Copryight, patent, and Pirkei Avot? Really?
Yes, really.
Harold Feld, public interest telco lawyer, and apparently a decent Talmudic scholar writes a well documented explanation of why our current IP regime is actually immoral under Jewish norms.
A sample:
As I shall explain, many people think that the debate around intellectual property and public policy involves a conflict between the first type – hasheli sheli v’shelcha shelcha (what’s mine is mine, what’s yours is yours) – and the second type “sheli shelch v’shelcha sheli” (what’s mine is yours, what’s yours is mine). The media (which come down firmly on the side of their owners for expanding copyright) frame the debate as the well-meaning but foolish ‘Information wants to be free’ v. the more intuitively appealing respect for ‘intellectual property.’ Unworldly academics and idealistic young hackers, we are constantly told, simply don’t understand that without a way to control and make money from things like copyright, patent and trademark we would have no publishing industry, no movie industry, no medicines and technology and other inventions.

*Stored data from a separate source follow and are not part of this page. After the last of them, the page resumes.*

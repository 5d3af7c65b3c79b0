// SPDX-FileCopyrightText: 2026 Fixdesk Contributors
// SPDX-License-Identifier: MIT OR Apache-2.0

//! HTTP adapters for the fixdesk collaborator services.
//!
//! - [`BackendClient`] implements the conversation/log store and the
//!   knowledge-base store against the backend REST API.
//! - [`AssistantClient`] implements the assistant query and context
//!   preload endpoints.
//!
//! Requests are sent once with the configured timeout; nothing is retried.

pub mod assistant;
pub mod backend;
mod client;
pub mod wire;

pub use assistant::AssistantClient;
pub use backend::BackendClient;
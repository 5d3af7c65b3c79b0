// SPDX-FileCopyrightText: 2026 Fixdesk Contributors
// SPDX-License-Identifier: MIT OR Apache-2.0

//! Assistant service adapter: question answering and context preload.

use async_trait::async_trait;
use fixdesk_config::model::AssistantConfig;
use fixdesk_core::FixdeskError;
use fixdesk_core::traits::{AssistantService, ServiceAdapter};
use fixdesk_core::types::{ContextMessage, ConversationId, HealthStatus};

use crate::client::{ApiClient, Service, Target};
use crate::wire::{PreloadRequest, QueryRequest, QueryResponse};

/// Client for the assistant service.
#[derive(Debug, Clone)]
pub struct AssistantClient {
    api: ApiClient,
}

impl AssistantClient {
    pub fn new(config: &AssistantConfig) -> Result<Self, FixdeskError> {
        Ok(Self {
            api: ApiClient::new(&config.base_url, config.timeout_secs, Service::Assistant)?,
        })
    }
}

#[async_trait]
impl ServiceAdapter for AssistantClient {
    fn name(&self) -> &str {
        "assistant"
    }

    async fn health_check(&self) -> Result<HealthStatus, FixdeskError> {
        Ok(
            match self
                .api
                .send(self.api.get("/"), Target::collection("health"))
                .await
            {
                Ok(_) => HealthStatus::Healthy,
                Err(e) => HealthStatus::Unhealthy(e.to_string()),
            },
        )
    }
}

#[async_trait]
impl AssistantService for AssistantClient {
    async fn query(
        &self,
        conversation_id: ConversationId,
        text: &str,
    ) -> Result<String, FixdeskError> {
        let body = QueryRequest {
            conversation_id: conversation_id.to_string(),
            query: text,
        };
        let response: QueryResponse = self
            .api
            .send_json(self.api.post("/query").json(&body), Target::collection("query"))
            .await?;
        Ok(response.answer)
    }

    async fn preload_history(
        &self,
        conversation_id: ConversationId,
        messages: &[ContextMessage],
    ) -> Result<(), FixdeskError> {
        let body = PreloadRequest {
            conversation_id: conversation_id.to_string(),
            messages,
        };
        self.api
            .send(
                self.api.post("/preload-history").json(&body),
                Target::collection("preload"),
            )
            .await?;
        Ok(())
    }
}

#[cfg(test)]
mod tests {
    use super::*;
    use fixdesk_core::types::{Role, wire_time};
    use wiremock::matchers::{body_json, method, path};
    use wiremock::{Mock, MockServer, ResponseTemplate};

    fn test_client(server: &MockServer) -> AssistantClient {
        AssistantClient::new(&AssistantConfig {
            base_url: server.uri(),
            timeout_secs: 5,
        })
        .unwrap()
    }

    #[tokio::test]
    async fn query_returns_answer() {
        let server = MockServer::start().await;
        Mock::given(method("POST"))
            .and(path("/query"))
            .and(body_json(serde_json::json!({"conversation_id": "4", "query": "why?"})))
            .respond_with(
                ResponseTemplate::new(200).set_body_json(serde_json::json!({"answer": "because"})),
            )
            .mount(&server)
            .await;

        let answer = test_client(&server)
            .query(ConversationId(4), "why?")
            .await
            .unwrap();
        assert_eq!(answer, "because");
    }

    #[tokio::test]
    async fn query_failure_is_an_assistant_error() {
        let server = MockServer::start().await;
        Mock::given(method("POST"))
            .and(path("/query"))
            .respond_with(ResponseTemplate::new(500).set_body_string("boom"))
            .expect(1)
            .mount(&server)
            .await;

        let err = test_client(&server)
            .query(ConversationId(4), "why?")
            .await
            .unwrap_err();
        assert!(matches!(err, FixdeskError::Assistant { .. }), "got {err:?}");
        assert!(err.to_string().contains("boom"));
    }

    #[tokio::test]
    async fn preload_sends_context_payload() {
        let server = MockServer::start().await;
        Mock::given(method("POST"))
            .and(path("/preload-history"))
            .and(body_json(serde_json::json!({
                "conversation_id": "4",
                "messages": [
                    {"SentDate": "2025-01-10T08:30:00.000Z", "Role": 1, "Content": "q"},
                    {"SentDate": "2025-01-10T08:30:01.000Z", "Role": 0, "Content": "a"}
                ]
            })))
            .respond_with(ResponseTemplate::new(200).set_body_json(serde_json::json!({
                "status": "success", "conversation_id": "4"
            })))
            .expect(1)
            .mount(&server)
            .await;

        let messages = [
            ContextMessage {
                sent_at: wire_time::parse("2025-01-10T08:30:00").unwrap(),
                role: Role::User,
                content: "q".into(),
            },
            ContextMessage {
                sent_at: wire_time::parse("2025-01-10T08:30:01").unwrap(),
                role: Role::Assistant,
                content: "a".into(),
            },
        ];
        test_client(&server)
            .preload_history(ConversationId(4), &messages)
            .await
            .unwrap();
    }

    #[tokio::test]
    async fn health_check_hits_root() {
        let server = MockServer::start().await;
        Mock::given(method("GET"))
            .and(path("/"))
            .respond_with(ResponseTemplate::new(200).set_body_json(serde_json::json!({
                "message": "hello"
            })))
            .mount(&server)
            .await;

        assert_eq!(
            test_client(&server).health_check().await.unwrap(),
            HealthStatus::Healthy
        );
    }
}
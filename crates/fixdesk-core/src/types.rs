// SPDX-FileCopyrightText: 2026 Fixdesk Contributors
// SPDX-License-Identifier: MIT OR Apache-2.0

//! Domain types shared by the conversation core and its collaborators.
//!
//! Field names on the wire follow the backend's PascalCase JSON
//! (`SentDate`, `Role`, `LogContent`, ...). Roles travel as integers:
//! `0` is the assistant, `1` is the user.

use std::fmt;

use chrono::NaiveDateTime;
use serde::{Deserialize, Deserializer, Serialize};
use strum::Display;

/// Identifier of a conversation (one per log).
#[derive(Debug, Clone, Copy, PartialEq, Eq, Hash, Serialize, Deserialize)]
#[serde(transparent)]
pub struct ConversationId(pub i64);

impl fmt::Display for ConversationId {
    fn fmt(&self, f: &mut fmt::Formatter<'_>) -> fmt::Result {
        write!(f, "{}", self.0)
    }
}

/// Identifier of an error log.
#[derive(Debug, Clone, Copy, PartialEq, Eq, Hash, Serialize, Deserialize)]
#[serde(transparent)]
pub struct LogId(pub i64);

impl fmt::Display for LogId {
    fn fmt(&self, f: &mut fmt::Formatter<'_>) -> fmt::Result {
        write!(f, "{}", self.0)
    }
}

/// Identifier of a knowledge-base entry.
#[derive(Debug, Clone, Copy, PartialEq, Eq, Hash, Serialize, Deserialize)]
#[serde(transparent)]
pub struct KnowledgeId(pub i64);

impl fmt::Display for KnowledgeId {
    fn fmt(&self, f: &mut fmt::Formatter<'_>) -> fmt::Result {
        write!(f, "{}", self.0)
    }
}

/// Identifier of a machine.
#[derive(Debug, Clone, Copy, PartialEq, Eq, Hash, Serialize, Deserialize)]
#[serde(transparent)]
pub struct MachineId(pub i64);

/// Identifier of a message.
///
/// Optimistic entries carry a client UUID; persisted entries may come back
/// with a server-assigned integer. Both deserialize into the same string form.
#[derive(Debug, Clone, PartialEq, Eq, Hash, Serialize)]
#[serde(transparent)]
pub struct MessageId(pub String);

impl MessageId {
    /// Generates a fresh client-side identifier.
    pub fn generate() -> Self {
        MessageId(uuid::Uuid::new_v4().to_string())
    }
}

impl<'de> Deserialize<'de> for MessageId {
    fn deserialize<D: Deserializer<'de>>(deserializer: D) -> Result<Self, D::Error> {
        #[derive(Deserialize)]
        #[serde(untagged)]
        enum Raw {
            Int(i64),
            Str(String),
        }
        Ok(match Raw::deserialize(deserializer)? {
            Raw::Int(n) => MessageId(n.to_string()),
            Raw::Str(s) => MessageId(s),
        })
    }
}

impl fmt::Display for MessageId {
    fn fmt(&self, f: &mut fmt::Formatter<'_>) -> fmt::Result {
        f.write_str(&self.0)
    }
}

/// Author of a conversation turn.
#[derive(
    Debug, Clone, Copy, PartialEq, Eq, Hash, Display, Serialize, Deserialize,
)]
#[strum(serialize_all = "lowercase")]
#[serde(into = "u8", try_from = "u8")]
pub enum Role {
    Assistant,
    User,
}

impl From<Role> for u8 {
    fn from(role: Role) -> u8 {
        match role {
            Role::Assistant => 0,
            Role::User => 1,
        }
    }
}

impl TryFrom<u8> for Role {
    type Error = String;

    fn try_from(value: u8) -> Result<Self, Self::Error> {
        match value {
            0 => Ok(Role::Assistant),
            1 => Ok(Role::User),
            other => Err(format!("unknown role code {other}")),
        }
    }
}

/// One conversation turn.
#[derive(Debug, Clone, PartialEq, Eq, Serialize, Deserialize)]
pub struct Message {
    #[serde(rename = "SentDate", with = "wire_time")]
    pub sent_at: NaiveDateTime,
    #[serde(rename = "Role")]
    pub role: Role,
    /// Markdown-flavored text.
    #[serde(rename = "Content")]
    pub content: String,
    #[serde(rename = "MessageId")]
    pub id: MessageId,
    #[serde(rename = "ConversationId")]
    pub conversation_id: ConversationId,
}

impl Message {
    /// Builds a new message stamped with the current UTC time and a fresh id.
    pub fn new(conversation_id: ConversationId, role: Role, content: impl Into<String>) -> Self {
        Self {
            sent_at: chrono::Utc::now().naive_utc(),
            role,
            content: content.into(),
            id: MessageId::generate(),
            conversation_id,
        }
    }

    /// Builds an assistant message.
    pub fn assistant(conversation_id: ConversationId, content: impl Into<String>) -> Self {
        Self::new(conversation_id, Role::Assistant, content)
    }

    /// Builds a user message.
    pub fn user(conversation_id: ConversationId, content: impl Into<String>) -> Self {
        Self::new(conversation_id, Role::User, content)
    }

    /// The subset of the message pushed into the assistant's context store.
    pub fn context_entry(&self) -> ContextMessage {
        ContextMessage {
            sent_at: self.sent_at,
            role: self.role,
            content: self.content.clone(),
        }
    }
}

/// A message as mirrored into the assistant context store.
#[derive(Debug, Clone, PartialEq, Eq, Serialize, Deserialize)]
pub struct ContextMessage {
    #[serde(rename = "SentDate", with = "wire_time")]
    pub sent_at: NaiveDateTime,
    #[serde(rename = "Role")]
    pub role: Role,
    #[serde(rename = "Content")]
    pub content: String,
}

/// The error log a conversation is about.
///
/// The resolved flag is not part of this record; it is fetched separately
/// and is shared by every conversation opened on the same log.
#[derive(Debug, Clone, PartialEq, Eq, Serialize, Deserialize)]
pub struct Log {
    #[serde(rename = "LogId")]
    pub log_id: LogId,
    /// Error text; also the knowledge-base dedup key.
    #[serde(rename = "LogContent")]
    pub content: String,
    #[serde(rename = "MachineName", default)]
    pub machine_name: Option<String>,
}

/// A row of the processed error list.
#[derive(Debug, Clone, PartialEq, Eq, Serialize, Deserialize)]
pub struct LogSummary {
    #[serde(rename = "ProcessId")]
    pub process_id: i64,
    #[serde(rename = "LogId")]
    pub log_id: LogId,
    #[serde(rename = "Sentiment", default)]
    pub sentiment: Option<i64>,
    #[serde(rename = "Resolved")]
    pub resolved: bool,
    #[serde(rename = "DateCreated")]
    pub date_created: String,
    #[serde(rename = "LogContent")]
    pub content: String,
    #[serde(rename = "MachineName")]
    pub machine_name: String,
}

impl LogSummary {
    /// The log record this row describes.
    pub fn to_log(&self) -> Log {
        Log {
            log_id: self.log_id,
            content: self.content.clone(),
            machine_name: Some(self.machine_name.clone()),
        }
    }
}

/// Filters accepted by the error list.
#[derive(Debug, Clone, Default, PartialEq, Eq)]
pub struct LogFilter {
    pub machine_name: Option<String>,
    pub resolved: Option<bool>,
}

/// Link between a conversation and its log.
#[derive(Debug, Clone, Copy, PartialEq, Eq, Serialize, Deserialize)]
pub struct ConversationRef {
    #[serde(rename = "ConversationId")]
    pub conversation_id: ConversationId,
    #[serde(rename = "LogId", default)]
    pub log_id: Option<LogId>,
}

/// A reusable error -> solution record.
#[derive(Debug, Clone, PartialEq, Eq, Serialize, Deserialize)]
pub struct KnowledgeEntry {
    #[serde(rename = "KnowledgeId")]
    pub knowledge_id: KnowledgeId,
    #[serde(rename = "Content")]
    pub content: String,
    #[serde(rename = "ContentType")]
    pub content_type: String,
    #[serde(rename = "MachineId")]
    pub machine_id: MachineId,
    #[serde(rename = "Solution", default)]
    pub solution: Option<String>,
}

/// Payload for creating a knowledge-base entry.
#[derive(Debug, Clone, PartialEq, Eq, Serialize, Deserialize)]
pub struct NewKnowledgeEntry {
    #[serde(rename = "Content")]
    pub content: String,
    #[serde(rename = "ContentType")]
    pub content_type: String,
    #[serde(rename = "MachineId")]
    pub machine_id: MachineId,
    #[serde(rename = "Solution")]
    pub solution: String,
}

/// Result of a knowledge-base existence check.
#[derive(Debug, Clone, Copy, PartialEq, Eq, Serialize, Deserialize)]
pub struct KnowledgeLookup {
    pub exists: bool,
    #[serde(default)]
    pub knowledge_id: Option<KnowledgeId>,
}

/// Static reference entry used to turn a machine name into an id.
#[derive(Debug, Clone, PartialEq, Eq, Serialize, Deserialize)]
pub struct Machine {
    #[serde(rename = "MachineId")]
    pub machine_id: MachineId,
    #[serde(rename = "MachineName")]
    pub machine_name: String,
}

/// A solution proposed for a freshly opened conversation.
#[derive(Debug, Clone, PartialEq, Eq)]
pub enum SuggestedSolution {
    /// Taken from an existing knowledge-base entry.
    Known(String),
    /// Produced by the assistant because the error is not in the knowledge base.
    Generated(String),
}

impl SuggestedSolution {
    pub fn text(&self) -> &str {
        match self {
            SuggestedSolution::Known(s) | SuggestedSolution::Generated(s) => s,
        }
    }
}

/// Health status reported by collaborator health checks.
#[derive(Debug, Clone, PartialEq, Eq)]
pub enum HealthStatus {
    /// Service is fully operational.
    Healthy,
    /// Service answers but reports a problem.
    Degraded(String),
    /// Service is not reachable or failing.
    Unhealthy(String),
}

/// Serde helpers for the backend's ISO-8601 timestamps.
///
/// Outgoing values are written as UTC with a `Z` suffix. Incoming values
/// may carry an offset (converted to UTC) or be naive (taken as UTC).
pub mod wire_time {
    use chrono::{DateTime, NaiveDateTime};
    use serde::{Deserialize, Deserializer, Serializer};

    const OUT_FORMAT: &str = "%Y-%m-%dT%H:%M:%S%.3fZ";

    pub fn serialize<S: Serializer>(value: &NaiveDateTime, serializer: S) -> Result<S::Ok, S::Error> {
        serializer.serialize_str(&value.format(OUT_FORMAT).to_string())
    }

    pub fn deserialize<'de, D: Deserializer<'de>>(deserializer: D) -> Result<NaiveDateTime, D::Error> {
        let raw = String::deserialize(deserializer)?;
        parse(&raw).map_err(serde::de::Error::custom)
    }

    /// Parses an RFC 3339 timestamp or a naive ISO-8601 one.
    pub fn parse(raw: &str) -> Result<NaiveDateTime, String> {
        if let Ok(dt) = DateTime::parse_from_rfc3339(raw) {
            return Ok(dt.naive_utc());
        }
        NaiveDateTime::parse_from_str(raw, "%Y-%m-%dT%H:%M:%S%.f")
            .map_err(|e| format!("invalid timestamp `{raw}`: {e}"))
    }
}

#[cfg(test)]
mod tests {
    use super::*;

    #[test]
    fn role_uses_numeric_codes() {
        assert_eq!(serde_json::to_string(&Role::Assistant).unwrap(), "0");
        assert_eq!(serde_json::to_string(&Role::User).unwrap(), "1");
        let parsed: Role = serde_json::from_str("1").unwrap();
        assert_eq!(parsed, Role::User);
        assert!(serde_json::from_str::<Role>("7").is_err());
    }

    #[test]
    fn role_display() {
        assert_eq!(Role::Assistant.to_string(), "assistant");
        assert_eq!(Role::User.to_string(), "user");
    }

    #[test]
    fn message_accepts_server_shape() {
        let json = r#"{
            "SentDate": "2025-01-10T08:30:00",
            "Role": 0,
            "Content": "hello",
            "MessageId": 42,
            "ConversationId": 7
        }"#;
        let msg: Message = serde_json::from_str(json).unwrap();
        assert_eq!(msg.id, MessageId("42".into()));
        assert_eq!(msg.role, Role::Assistant);
        assert_eq!(msg.conversation_id, ConversationId(7));
        assert_eq!(msg.sent_at.to_string(), "2025-01-10 08:30:00");
    }

    #[test]
    fn message_accepts_offset_timestamps_and_uuid_ids() {
        let json = r#"{
            "SentDate": "2025-01-10T10:30:00+02:00",
            "Role": 1,
            "Content": "hi",
            "MessageId": "c0ffee",
            "ConversationId": 7
        }"#;
        let msg: Message = serde_json::from_str(json).unwrap();
        assert_eq!(msg.id.0, "c0ffee");
        assert_eq!(msg.sent_at.to_string(), "2025-01-10 08:30:00");
    }

    #[test]
    fn outgoing_timestamps_are_utc_with_suffix() {
        let msg = Message {
            sent_at: wire_time::parse("2025-01-10T08:30:00.250").unwrap(),
            role: Role::User,
            content: "x".into(),
            id: MessageId("m1".into()),
            conversation_id: ConversationId(1),
        };
        let value = serde_json::to_value(msg.context_entry()).unwrap();
        assert_eq!(value["SentDate"], "2025-01-10T08:30:00.250Z");
        assert_eq!(value["Role"], 1);
        assert_eq!(value["Content"], "x");
        assert!(value.get("MessageId").is_none());
    }

    #[test]
    fn generated_message_ids_are_unique() {
        let a = Message::user(ConversationId(1), "a");
        let b = Message::user(ConversationId(1), "a");
        assert_ne!(a.id, b.id);
    }

    #[test]
    fn log_machine_name_is_optional() {
        let log: Log = serde_json::from_str(r#"{"LogId": 3, "LogContent": "E42"}"#).unwrap();
        assert_eq!(log.log_id, LogId(3));
        assert!(log.machine_name.is_none());
    }

    #[test]
    fn suggested_solution_text() {
        assert_eq!(SuggestedSolution::Known("a".into()).text(), "a");
        assert_eq!(SuggestedSolution::Generated("b".into()).text(), "b");
    }
}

In reality, however, the modern debate over intellectual property policy in the last 30 years actually takes place solely in the context of the first sentence of the Mishna. The question is not whether we should have copyright or patent or trademark in an abstract sense. In light of our constant creation of new rights of enforcement and burdens placed on others for non-infringing uses, such as the Digital Millennium Copyright Act and its “anti-circumvention provision,” and our efforts to force these ever expanding policies on other countries through trade agreements negotiated in secret, such as the recently reported Trans Pacific Partnership Agreement (TPP), the question is whether we have departed from ethical laws and increasingly come to resemble the injustice and cruelty of Sodom.
As an FYI to the gentiles reading this, the idea that Sodom and Gomorrah were destroyed for sexual improprieties is not a part of normative Jewish theology.
Rather, it was destroyed because of the greed of the people and the way that they treated foreigners.
Read the whole thing.
To the Jews among my readers, this would be an excellent d’var for Vayera.